NAME
App::Wubot::Guide::FeedFu - example fu for handling feeds
DESCRIPTION
This document gives some examples of the range of operations that can be performed on a feed.
FILTERING
I follow twitter, but I am not a fan of the tweets of the form 'I'm at some location'. So I filter those out with the following rule:
- name: ignore
condition: subject matches ^I.m at
last_rule: 1
I follow the lifehacker RSS feed, but I know in advance that I'm not going to be interested in any articles that refer to windows 8 or sports.
- name: ignore
condition: subject imatches windows 8|sports
last_rule: 1
A more complex example can be found in App::Wubot::Guide::GettingStarted.
COMBINING FEEDS
I follow a lot of RSS feeds. I often like to combine multiple feeds together into a single feed. For example, I follow the 'tekgear' and 'thinkgeek' RSS feeds, and I combine them together into a 'shop' feed.
In the configuration for both RSS feeds, I simply set the 'mailbox' to 'shop'.
- name: categorize
plugin: SetField
config:
set:
mailbox: shop
Then I point my RSS feeder to the combined feed.

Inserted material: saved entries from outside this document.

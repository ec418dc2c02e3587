use std::cell::RefCell;
use std::collections::HashMap;

use lorder_core::{ErrorInfo, GroupOracle, LoError, Verdict, Word};
use serde::{Deserialize, Serialize};
use tracing::{debug, info};

use crate::config::BallConfig;
use crate::free::free_ball;
use crate::pool::{ElementId, ElementPool};

/// Unordered pair `(g, g^-1)` of non-identity ball elements.
///
/// `first` is the element discovered first; the word label of `second` is the
/// inverse of the label of `first`.
#[derive(Debug, Clone, Copy, PartialEq, Eq, Hash, Serialize, Deserialize)]
pub struct InversePair {
    /// Element discovered first.
    pub first: ElementId,
    /// Its inverse.
    pub second: ElementId,
}

impl InversePair {
    /// Returns whether `id` is one of the two elements.
    pub fn contains(&self, id: ElementId) -> bool {
        self.first == id || self.second == id
    }
}

/// Serializable overview of a built ball.
#[derive(Debug, Clone, PartialEq, Eq, Serialize, Deserialize)]
pub struct BallSummary {
    /// Word length bound used for the enumeration.
    pub radius: usize,
    /// Number of distinct elements, identity included.
    pub elements: usize,
    /// Number of inverse pairs.
    pub pairs: usize,
    /// Free words that landed on an already known element.
    pub collisions: usize,
    /// Oracle precision in bits at construction time.
    pub precision_bits: u32,
}

/// Finite neighbourhood of the identity with canonical representatives.
///
/// The ball owns its oracle and its element pool. Products are resolved
/// against the pool from canonical representatives and cached.
#[derive(Debug)]
pub struct CayleyBall<O: GroupOracle> {
    oracle: O,
    radius: usize,
    pool: ElementPool<O>,
    inverses: Vec<ElementId>,
    pairs: Vec<InversePair>,
    collisions: usize,
    products: RefCell<HashMap<(ElementId, ElementId), Option<ElementId>>>,
}

fn ball_error(code: &str, message: impl Into<String>) -> ErrorInfo {
    ErrorInfo::new(code, message)
}

impl<O: GroupOracle> CayleyBall<O> {
    /// Builds the ball of the given radius from the oracle's generators.
    pub fn build(oracle: O, radius: usize) -> Result<Self, LoError> {
        if radius == 0 {
            return Err(LoError::Ball(
                ball_error("ball-radius", "ball radius must be at least 1")
                    .with_hint("use radius 3 for a first attempt"),
            ));
        }

        let words = free_ball(oracle.generators(), radius);
        let mut pool = ElementPool::new();
        let identity = pool.insert(&oracle, oracle.identity(), Word::empty());
        let mut partner: Vec<Option<ElementId>> = vec![Some(identity)];
        let mut pairs = Vec::new();
        let mut collisions = 0;

        for word in words.into_iter().skip(1) {
            let element = oracle.represent(&word)?;
            if let Some(existing) = pool.lookup(&oracle, &element) {
                let quotient = word.concat(&pool.word(existing).invert());
                match oracle.decide(&quotient)? {
                    Verdict::Trivial => {
                        debug!(word = %word, existing = %pool.word(existing), "ball collision");
                        collisions += 1;
                        continue;
                    }
                    verdict => {
                        return Err(LoError::Ball(
                            ball_error(
                                "ball-precision",
                                "oracle equality disagrees with the word problem",
                            )
                            .with_context("word", word.as_str())
                            .with_context("existing", pool.word(existing).as_str())
                            .with_context("verdict", format!("{verdict:?}"))
                            .with_hint("raise the oracle accuracy or precision"),
                        ));
                    }
                }
            }
            if oracle.is_identity(&element) {
                return Err(LoError::Ball(
                    ball_error("ball-precision", "identity element missed by the pool lookup")
                        .with_context("word", word.as_str()),
                ));
            }

            let inverse = oracle.inverse(&element);
            if oracle.equal(&element, &inverse) {
                return Err(LoError::Ball(
                    ball_error("ball-involution", "element equals its own inverse")
                        .with_context("word", word.as_str())
                        .with_hint("the group is expected to be torsion-free"),
                ));
            }
            let found = pool.lookup(&oracle, &inverse);
            let id = pool.insert(&oracle, element, word);
            partner.push(None);
            if let Some(first) = found {
                if partner[first.index()].is_some() {
                    return Err(LoError::Ball(
                        ball_error("ball-precision", "inverse element is already paired")
                            .with_context("word", pool.word(id).as_str())
                            .with_context("partner", pool.word(first).as_str()),
                    ));
                }
                let label = pool.word(first).invert();
                pool.relabel(id, label);
                partner[first.index()] = Some(id);
                partner[id.index()] = Some(first);
                pairs.push(InversePair { first, second: id });
            }
        }

        let mut inverses = Vec::with_capacity(partner.len());
        for (index, entry) in partner.iter().enumerate() {
            match entry {
                Some(id) => inverses.push(*id),
                None => {
                    let id = ElementId::from_raw(index as u32);
                    return Err(LoError::Ball(
                        ball_error("ball-unpaired", "inverse of a ball element was never found")
                            .with_context("word", pool.word(id).as_str())
                            .with_context("radius", radius.to_string()),
                    ));
                }
            }
        }

        info!(
            radius,
            elements = pool.len(),
            pairs = pairs.len(),
            collisions,
            precision = oracle.precision(),
            "cayley ball built"
        );

        Ok(Self {
            oracle,
            radius,
            pool,
            inverses,
            pairs,
            collisions,
            products: RefCell::new(HashMap::new()),
        })
    }

    /// Builds the ball described by a validated [`BallConfig`].
    pub fn from_config(oracle: O, config: &BallConfig) -> Result<Self, LoError> {
        config.validate()?;
        Self::build(oracle, config.radius)
    }

    /// Oracle the ball was built with.
    pub fn oracle(&self) -> &O {
        &self.oracle
    }

    /// Radius used for the enumeration.
    pub fn radius(&self) -> usize {
        self.radius
    }

    /// Number of elements, identity included.
    pub fn len(&self) -> usize {
        self.pool.len()
    }

    /// A ball always holds the identity, so this is never true.
    pub fn is_empty(&self) -> bool {
        self.pool.is_empty()
    }

    /// Identifier of the identity element.
    pub fn identity(&self) -> ElementId {
        ElementId::from_raw(0)
    }

    /// Whether `id` names an element of this ball.
    pub fn contains(&self, id: ElementId) -> bool {
        id.index() < self.pool.len()
    }

    /// All element identifiers, identity first.
    pub fn ids(&self) -> impl ExactSizeIterator<Item = ElementId> {
        self.pool.ids()
    }

    /// Finds the ball element equal to a numeric element.
    pub fn lookup(&self, element: &O::Element) -> Option<ElementId> {
        self.pool.lookup(&self.oracle, element)
    }

    /// Finds the ball element a word evaluates to.
    pub fn find_word(&self, word: &Word) -> Result<Option<ElementId>, LoError> {
        let element = self.oracle.represent(word)?;
        Ok(self.lookup(&element))
    }

    /// Product `x * y` when it lies in the ball.
    pub fn product(&self, x: ElementId, y: ElementId) -> Option<ElementId> {
        if let Some(cached) = self.products.borrow().get(&(x, y)) {
            return *cached;
        }
        let value = self
            .oracle
            .multiply(self.pool.element(x), self.pool.element(y));
        let resolved = self.pool.lookup(&self.oracle, &value);
        self.products.borrow_mut().insert((x, y), resolved);
        resolved
    }

    /// Numeric conjugate `h * g * h^-1`, wherever it lies.
    ///
    /// The product is formed from canonical representatives without requiring
    /// the intermediate `h * g` to be a ball element.
    pub fn conjugate_value(&self, h: ElementId, g: ElementId) -> O::Element {
        let left = self.oracle.multiply(self.pool.element(h), self.pool.element(g));
        self.oracle
            .multiply(&left, self.pool.element(self.inverse_of(h)))
    }

    /// Conjugate `h * g * h^-1` when it lies in the ball.
    pub fn conjugate(&self, h: ElementId, g: ElementId) -> Option<ElementId> {
        self.pool.lookup(&self.oracle, &self.conjugate_value(h, g))
    }

    /// Inverse of a ball element.
    pub fn inverse_of(&self, id: ElementId) -> ElementId {
        self.inverses[id.index()]
    }

    /// Canonical word label of an element.
    pub fn word(&self, id: ElementId) -> &Word {
        self.pool.word(id)
    }

    /// Canonical numeric representative of an element.
    pub fn element(&self, id: ElementId) -> &O::Element {
        self.pool.element(id)
    }

    /// Inverse pairs in discovery order.
    pub fn pairs(&self) -> &[InversePair] {
        &self.pairs
    }

    /// Serializable overview.
    pub fn summary(&self) -> BallSummary {
        BallSummary {
            radius: self.radius,
            elements: self.pool.len(),
            pairs: self.pairs.len(),
            collisions: self.collisions,
            precision_bits: self.oracle.precision(),
        }
    }
}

http://myhost:3000/atom/shop.xml
SPLITTING AN INCOMING FEED INTO MULTIPLE OUTGOING FEEDS
I monitor my email inbox with the 'Mbox' plugin. I also get e-mails from Jira in my inbox, but I like to route those off to a 'jira' mailbox rather than to my mbox inbox. The following reactor rule would find emails that have JIRA in the subject and set the target mailbox to 'jira'.
- name: jira
condition: subject matches JIRA
plugin: SetField
config:
field: mailbox
value: jira
STRIPPING IMAGES
I hate that some RSS feeds contain advertisments or other images that are not related to the content. You can strip them out by using the ImageStrip reactor.
For example, the RSS feed from slashdot has image buttons to share an article on facebook or twitter. If I really want to do that, I'll click off to the article.
---
url: http://rss.slashdot.org/Slashdot/slashdot
delay: 1h
react:
- name: body image remover
condition: contains body
plugin: ImageStrip
config:
field: body
FETCHING THE BODY
I hate that a lot of RSS feeds have started only providing 100 or less characters of the article. This requires you to click off to the website to get the content. Using wubot, you can fetch the body and trim out the bits that are not interesting.
One example is the efoodalert RSS feed which provides information about food recalls.
---
url: http://efoodalert.wordpress.com/feed/
delay: 1h
react:
- name: get full body
condition: contains body
rules:
- name: fetch body
plugin: WebFetch
config:
field: body
url_field: link
- name: capture body contents
plugin: CaptureData
config:
field: body
regexp: '^.*(<div id="content">.*)<div class="postinfo'
FEED CONVERSIONS
Wubot can be used to transform a feed from one feed type to another. For example, data coming in from any of the following forms can be routed back out to any of the other forms:
- RSS/Atom
- mbox/maildir
- IRC
- logfiles
For example, if you wanted to receive an RSS feed and write the articles out to an mbox, you could configure a monitor for the RSS feed:
---
url: http://rss.slashdot.org/Slashdot/slashdot
delay: 1h
react:
- name: categorize
plugin: SetField
config:
set:
mailbox: news
Then a reactor rule could be used to write it back out in Maildir format:
rules:
- name: notify maildir
plugin: Maildir
condition: mailbox equals news
config:
path: /usr/home/wu/mail
mailbox: news
Now you can read your RSS feeds in mutt.